-
- John McGuinness celebra 30 años en el TT de la Isla de Man manteniendo su estatus de piloto oficial.
-
- El piloto de 54 años reconoce que ya no le obsesiona ganar y que disfruta más que nunca en pista.
-
- La retirada está cerca para el "Misil de Morecambe", aunque prefiere esperar al momento adecuado.
John McGuinness es una de esas leyendas que parece que siempre han estado ahí, surcando los muros de la Isla de Man a velocidades de infarto. En este 2026, el piloto británico cumple nada menos que 30 años desde que debutó en el Mountain Course. A sus 54 años, cualquiera pensaría que está para dar paseos, pero la realidad es que sigue manteniendo el apoyo oficial de Honda y unas ganas de rodar que no se le acaban nunca.
Lo más curioso de John es que no corre por compromiso. El año pasado se metió entre los mejores en la carrera de Superbikes y sigue rodando por encima de las 130 mph de media, una cifra que solo está al alcance de los elegidos. Él tiene claro que este aniversario es especial, pero prefiere no darle demasiadas vueltas a la cabeza para no perder la concentración necesaria cuando vas a fondo entre casas y árboles.
"Tengo que concentrarme en lo que estoy haciendo, enfocarme, estar conectado y tratar de que eso no se interponga demasiado", explica John en una charla con Crash.net al hablar de sus sentimientos por estas tres décadas en activo. Para él, lo importante es seguir sintiéndose rápido y competitivo, algo que ha demostrado hace muy poco marcando tiempos personales de récord en circuitos como Donington Park durante sus entrenamientos.
Se siente afortunado por el estatus que mantiene después de tanto tiempo. Dice que es agradable ver que todavía tiene el nivel para ser piloto oficial de Honda y salir con el número uno en el carenado, con toda la presión que eso supone. "Me siento muy bien. Sigo sintiendo que piloto bien y que soy rápido en los test. Tenemos las motos bajo control, hasta cierto punto", comenta con la confianza de quien se conoce cada bache de la isla.
La historia de McGuinness con el TT es una de las más grandes del motociclismo. Con 23 victorias, está en el olimpo junto a los Dunlop, pero su camino no ha sido fácil. Un accidente grave en 2017 casi lo retira, y tuvo que pasar por años de dudas y cambios de equipo hasta volver a su casa, Honda, donde ahora vive una etapa mucho más relajada pero igual de intensa.

Cada año que pasa, todo el mundo le pregunta lo mismo: ¿cuándo te retiras? John no lo oculta y reconoce que el final está cerca, aunque siempre encuentra una excusa para volver a ponerse el mono. El año pasado, por ejemplo, se quedó con mal sabor de boca porque la carrera Senior no salió como quería, y eso le dio el empujón definitivo para seguir en este 2026.

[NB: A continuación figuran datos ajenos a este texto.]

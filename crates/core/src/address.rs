//! Addressing for pending-change entries.
//!
//! A `CellAddress` names one editable cell as (row index, column key).
//! Row indexes are positional: they are NOT stable across row reordering
//! or deletion, and callers reconcile addresses when the dataset changes
//! shape.

use serde::{Deserialize, Serialize};

/// Stable, host-assigned identifier of a column.
#[derive(Debug, Clone, PartialEq, Eq, Hash, PartialOrd, Ord, Serialize, Deserialize)]
pub struct ColumnKey(String);

impl ColumnKey {
    pub fn new(key: impl Into<String>) -> Self {
        Self(key.into())
    }

    pub fn as_str(&self) -> &str {
        &self.0
    }
}

impl From<&str> for ColumnKey {
    fn from(s: &str) -> Self {
        Self(s.to_string())
    }
}

impl From<String> for ColumnKey {
    fn from(s: String) -> Self {
        Self(s)
    }
}

impl std::fmt::Display for ColumnKey {
    fn fmt(&self, f: &mut std::fmt::Formatter<'_>) -> std::fmt::Result {
        write!(f, "{}", self.0)
    }
}

/// Address of a single cell: row index plus column key.
///
/// Derived `Ord` is row-major, so a `BTreeMap<CellAddress, _>` iterates
/// rows ascending and column keys lexicographically within a row. That
/// iteration order is the stable commit order.
#[derive(Debug, Clone, PartialEq, Eq, Hash, PartialOrd, Ord, Serialize, Deserialize)]
pub struct CellAddress {
    /// Row index (0-based, positional)
    pub row: usize,
    /// Column key
    pub column: ColumnKey,
}

impl CellAddress {
    pub fn new(row: usize, column: impl Into<ColumnKey>) -> Self {
        Self {
            row,
            column: column.into(),
        }
    }
}

impl std::fmt::Display for CellAddress {
    fn fmt(&self, f: &mut std::fmt::Formatter<'_>) -> std::fmt::Result {
        write!(f, "{}[{}]", self.column, self.row)
    }
}

/// Inclusive row range covered by a drag fill.
///
/// Always normalized so `start <= end`, whichever direction the drag ran.
#[derive(Debug, Clone, Copy, PartialEq, Eq, Serialize, Deserialize)]
pub struct RowRange {
    pub start: usize,
    pub end: usize,
}

impl RowRange {
    /// Build a normalized range from two endpoints in either order.
    pub fn new(a: usize, b: usize) -> Self {
        if a <= b {
            Self { start: a, end: b }
        } else {
            Self { start: b, end: a }
        }
    }

    pub fn contains(&self, row: usize) -> bool {
        row >= self.start && row <= self.end
    }

    /// Number of rows covered (inclusive, never zero).
    pub fn count(&self) -> usize {
        self.end - self.start + 1
    }

    pub fn rows(&self) -> impl Iterator<Item = usize> {
        self.start..=self.end
    }
}

#[cfg(test)]
mod tests {
    use super::*;

    #[test]
    fn test_address_ordering_is_row_major() {
        let a = CellAddress::new(1, "zeta");
        let b = CellAddress::new(2, "alpha");
        let c = CellAddress::new(2, "beta");

        assert!(a < b, "lower row sorts first regardless of column");
        assert!(b < c, "same row sorts by column key");
    }

    #[test]
    fn test_address_btree_iteration_order() {
        use std::collections::BTreeMap;

        let mut map = BTreeMap::new();
        map.insert(CellAddress::new(3, "status"), ());
        map.insert(CellAddress::new(1, "name"), ());
        map.insert(CellAddress::new(3, "owner"), ());
        map.insert(CellAddress::new(2, "name"), ());

        let order: Vec<String> = map.keys().map(|a| a.to_string()).collect();
        assert_eq!(order, vec!["name[1]", "name[2]", "owner[3]", "status[3]"]);
    }

    #[test]
    fn test_row_range_normalizes_direction() {
        let up = RowRange::new(7, 3);
        let down = RowRange::new(3, 7);
        assert_eq!(up, down);
        assert_eq!(up.start, 3);
        assert_eq!(up.end, 7);
        assert_eq!(up.count(), 5);
    }

    #[test]
    fn test_row_range_contains() {
        let range = RowRange::new(2, 4);
        assert!(!range.contains(1));
        assert!(range.contains(2));
        assert!(range.contains(3));
        assert!(range.contains(4));
        assert!(!range.contains(5));
    }

    #[test]
    fn test_row_range_single_row() {
        let range = RowRange::new(5, 5);
        assert_eq!(range.count(), 1);
        assert_eq!(range.rows().collect::<Vec<_>>(), vec![5]);
    }
}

"En algún momento (se retirará)... el año pasado no salió la Senior y pensé: 'Dios mío, no puedo retirarme así, no está bien, tengo que intentarlo otra vez el año que viene'", confiesa entre risas. Sabe que el momento de parar no está muy lejos, pero prefiere esperar a sentir que ha hecho una buena última carrera para decir adiós de forma definitiva.
Lo que más engancha de su discurso es cómo ha cambiado su mentalidad. Ya no vive obsesionado con ganar como hace diez años. Ahora disfruta de cosas que a otros les parecerían rutinarias, como cuando le llegan las botas nuevas a casa o el diseño de la pintura de su moto. Dice que se siente como un niño esperando al repartidor cuando sabe que le traen equipación nueva.
Leer también: Marc Márquez confiesa su última pillería: "Era una estrategia de marketing"
"No me enfado por no poder ganar ya. Hace diez años, me habría estado quejando por no ganar. Pero ahora estoy bien; me encanta simplemente estar en la pista", explica John. Ahora disfruta trabajando con su hijo Ewan, que le ayuda con la mecánica y los datos, y haciendo de mentor para su compañero de equipo, Dean Harrison, a quien desea lo mejor aunque sigan siendo rivales en el asfalto.